Task instructions →
List every line below containing "ContainerFull".

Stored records
━━━━━━━━━━━━━━━━━━━━
//! Automatic capture of gained levels.
//!
//! Runs once per experience grant, after the host has already applied it.
//! The host resolves level thresholds, so the hook only ever sees the level
//! counter before and after the grant. Any positive difference is moved into
//! the first qualifying container the player holds:
//!
//! 1. `gained = after - before`; stop unless `gained > 0`.
//! 2. Scan held slots in ascending index order for the first container that
//!    carries the marker enchantment.
//! 3. No container: the levels stay on the player.
//! 4. Otherwise credit the container and take the same amount back off the
//!    player. A ledger near `i64::MAX` only accepts what fits; the rest stays
//!    on the player.

use tracing::debug;

use crate::config::{CaptureConfig, CaptureScope};
use crate::host::{InventoryView, ItemInstance, PlayerLevelState};
use crate::ledger;
use crate::types::{EnchantmentHandle, HOTBAR_SLOTS, ItemKind, Side};

/// What a single capture attempt did.
#[derive(Debug, Clone, Copy, PartialEq, Eq)]
pub enum CaptureOutcome {
    /// Running in a presentation-only context.
    NotAuthoritative,
    /// Capture is switched off in configuration.
    Disabled,
    /// The grant did not raise the level.
    NoGain,
    /// Nothing in the scanned slots qualifies.
    NoContainer,
    /// The first qualifying container is at `i64::MAX` already.
    ContainerFull {
        /// Inventory slot of the full container.
        slot: usize,
    },
    /// Levels were moved into the container in `slot`.
    Captured {
        /// Inventory slot of the container that received the levels.
        slot: usize,
        /// Levels moved.
        levels: i32,
        /// Container total after the move.
        stored: i64,
    },
}

/// Level-gain interceptor, built once at startup with the resolved marker.
#[derive(Debug, Clone)]
pub struct AutoCapture {
    container: ItemKind,
    marker: EnchantmentHandle,
    min_level: u32,
    scope: CaptureScope,
    enabled: bool,
}

impl AutoCapture {
    /// Create an interceptor for `container` items carrying `marker`.
    #[must_use]
    pub fn new(container: ItemKind, marker: EnchantmentHandle, config: &CaptureConfig) -> Self {
        Self {
            container,
            marker,
            min_level: config.marker_min_level.max(1),
            scope: config.scope,
            enabled: config.enabled,
        }
    }

    /// Levels gained between two snapshots of the level counter, if any.
    #[must_use]
    pub fn gained_levels(levels_before: i32, levels_after: i32) -> Option<i32> {
        let gained = i64::from(levels_after) - i64::from(levels_before);
        i32::try_from(gained).ok().filter(|g| *g > 0)
    }

    /// Whether `stack` is a container with auto-capture switched on.
    #[must_use]
    pub fn qualifies<T: ItemInstance + ?Sized>(&self, stack: &T) -> bool {
        stack.is_of(&self.container) && stack.enchantment_level(self.marker) >= self.min_level
    }

    /// Slot of the first qualifying container in scan order.
    #[must_use]
    pub fn locate<I: InventoryView + ?Sized>(&self, inventory: &I) -> Option<usize> {
        let end = match self.scope {
            CaptureScope::Inventory => inventory.size(),
            CaptureScope::Hotbar => inventory.size().min(HOTBAR_SLOTS),
        };
        (0..end).find(|&slot| inventory.stack(slot).is_some_and(|s| self.qualifies(s)))
    }

    /// Redirect the levels a grant just added into a qualifying container.
    ///
    /// `levels_before` is the player's level immediately before the grant;
    /// the current level is read from `player`.
    pub fn on_experience_gained<P, I>(
        &self,
        side: Side,
        levels_before: i32,
        player: &mut P,
        inventory: &mut I,
    ) -> CaptureOutcome
    where
        P: PlayerLevelState + ?Sized,
        I: InventoryView + ?Sized,
    {
        if !side.is_authoritative() {
            return CaptureOutcome::NotAuthoritative;
        }
        if !self.enabled {
            return CaptureOutcome::Disabled;
        }

        let Some(gained) = Self::gained_levels(levels_before, player.experience_level()) else {
            return CaptureOutcome::NoGain;
        };

        let Some(slot) = self.locate(inventory) else {
            debug!(gained, "no qualifying container held, levels stay on player");
            return CaptureOutcome::NoContainer;
        };
        let Some(container) = inventory.stack_mut(slot) else {
            return CaptureOutcome::NoContainer;
        };

        let accepted = i64::from(gained).min(ledger::headroom(&*container));
        // `accepted <= gained`, so it fits in i32.
        let levels = i32::try_from(accepted).unwrap_or(0);
        if levels <= 0 {
            debug!(slot, gained, "container is full, levels stay on player");
            return CaptureOutcome::ContainerFull { slot };
        }

        let stored = ledger::credit(container, accepted);
        player.add_experience_levels(-levels);

        debug!(slot, gained, levels, stored, "captured gained levels into container");
        CaptureOutcome::Captured {
            slot,
            levels,
            stored,
        }
    }
}

#[cfg(test)]
mod tests {
    use super::*;
    use crate::memory::{Inventory, ItemStack};

    const MARKER: EnchantmentHandle = EnchantmentHandle(7);

    struct Player(i32);

    impl PlayerLevelState for Player {
        fn experience_level(&self) -> i32 {
            self.0
        }
        fn add_experience_levels(&mut self, delta: i32) {
            self.0 = self.0.saturating_add(delta).max(0);
        }
    }

    fn hook() -> AutoCapture {
        AutoCapture::new(ItemKind::container(), MARKER, &CaptureConfig::default())
    }

    fn marked_container() -> ItemStack {
        ItemStack::new(ItemKind::container(), 1).with_enchantment(MARKER, 1)
    }

    #[test]
    fn gained_levels_only_positive() {
        assert_eq!(AutoCapture::gained_levels(3, 5), Some(2));
        assert_eq!(AutoCapture::gained_levels(5, 5), None);
        assert_eq!(AutoCapture::gained_levels(5, 2), None);
        assert_eq!(AutoCapture::gained_levels(0, i32::MAX), Some(i32::MAX));
    }

    #[test]
    fn captures_into_marked_container() {
        let mut inv = Inventory::player();
        inv.set(4, marked_container());
        let mut player = Player(12);

        let outcome = hook().on_experience_gained(Side::Server, 10, &mut player, &mut inv);

        assert_eq!(
            outcome,
            CaptureOutcome::Captured {
                slot: 4,
                levels: 2,
                stored: 2
            }
        );
        assert_eq!(player.0, 10);
        assert_eq!(ledger::stored_levels(inv.stack(4).unwrap()), 2);
    }

    #[test]
    fn unmarked_container_is_ignored() {
        let mut inv = Inventory::player();
        inv.set(0, ItemStack::new(ItemKind::container(), 1));
        let mut player = Player(12);

        let outcome = hook().on_experience_gained(Side::Server, 10, &mut player, &mut inv);

        assert_eq!(outcome, CaptureOutcome::NoContainer);
        assert_eq!(player.0, 12);
    }

    #[test]
    fn client_side_is_a_noop() {
        let mut inv = Inventory::player();
        inv.set(0, marked_container());
        let mut player = Player(12);

        let outcome = hook().on_experience_gained(Side::Client, 10, &mut player, &mut inv);

        assert_eq!(outcome, CaptureOutcome::NotAuthoritative);
        assert_eq!(player.0, 12);
        assert_eq!(ledger::stored_levels(inv.stack(0).unwrap()), 0);
    }

    #[test]
    fn disabled_config_is_a_noop() {
        let config = CaptureConfig {
            enabled: false,
            ..CaptureConfig::default()
        };
        let hook = AutoCapture::new(ItemKind::container(), MARKER, &config);
        let mut inv = Inventory::player();
        inv.set(0, marked_container());
        let mut player = Player(12);

        assert_eq!(
            hook.on_experience_gained(Side::Server, 10, &mut player, &mut inv),
            CaptureOutcome::Disabled
        );
        assert_eq!(player.0, 12);
    }

    #[test]
    fn first_slot_wins() {
        let mut inv = Inventory::player();
        inv.set(20, marked_container());
        inv.set(3, marked_container());
        assert_eq!(hook().locate(&inv), Some(3));
    }

    #[test]
    fn hotbar_scope_ignores_main_inventory() {
        let config = CaptureConfig {
            scope: CaptureScope::Hotbar,
            ..CaptureConfig::default()
        };
        let hook = AutoCapture::new(ItemKind::container(), MARKER, &config);
        let mut inv = Inventory::player();
        inv.set(20, marked_container());
        assert_eq!(hook.locate(&inv), None);

        inv.set(8, marked_container());
        assert_eq!(hook.locate(&inv), Some(8));
    }

    #[test]
    fn min_level_is_respected() {
        let config = CaptureConfig {
            marker_min_level: 2,
            ..CaptureConfig::default()
        };
        let hook = AutoCapture::new(ItemKind::container(), MARKER, &config);
        assert!(!hook.qualifies(&marked_container()));
        assert!(hook.qualifies(&marked_container().with_enchantment(MARKER, 3)));
    }

    #[test]
    fn adds_to_existing_stored_levels() {
        let mut inv = Inventory::player();
        let mut container = marked_container();
        ledger::set_stored_levels(&mut container, 100);
        inv.set(0, container);
        let mut player = Player(35);

        hook().on_experience_gained(Side::Server, 30, &mut player, &mut inv);

        assert_eq!(ledger::stored_levels(inv.stack(0).unwrap()), 105);
        assert_eq!(player.0, 30);
    }

    #[test]
    fn nearly_full_container_leaves_the_rest_on_player() {
        let mut inv = Inventory::player();
        let mut container = marked_container();
        ledger::set_stored_levels(&mut container, i64::MAX - 1);
        inv.set(0, container);
        let mut player = Player(10);

        let outcome = hook().on_experience_gained(Side::Server, 0, &mut player, &mut inv);

        assert_eq!(
            outcome,
            CaptureOutcome::Captured {
                slot: 0,
                levels: 1,
                stored: i64::MAX
            }
        );
        assert_eq!(player.0, 9);
        assert_eq!(ledger::stored_levels(inv.stack(0).unwrap()), i64::MAX);
    }

    #[test]
    fn full_container_captures_nothing() {
        let mut inv = Inventory::player();
        let mut container = marked_container();
        ledger::set_stored_levels(&mut container, i64::MAX);
        inv.set(0, container);
        let mut player = Player(10);

        let outcome = hook().on_experience_gained(Side::Server, 0, &mut player, &mut inv);

        assert_eq!(outcome, CaptureOutcome::ContainerFull { slot: 0 });
        assert_eq!(player.0, 10);
        assert_eq!(ledger::stored_levels(inv.stack(0).unwrap()), i64::MAX);
    }
}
━━━━━━━━━━━━━━━━━━━━
Solution to the exercise →
    ContainerFull {
            return CaptureOutcome::ContainerFull { slot };
        assert_eq!(outcome, CaptureOutcome::ContainerFull { slot: 0 });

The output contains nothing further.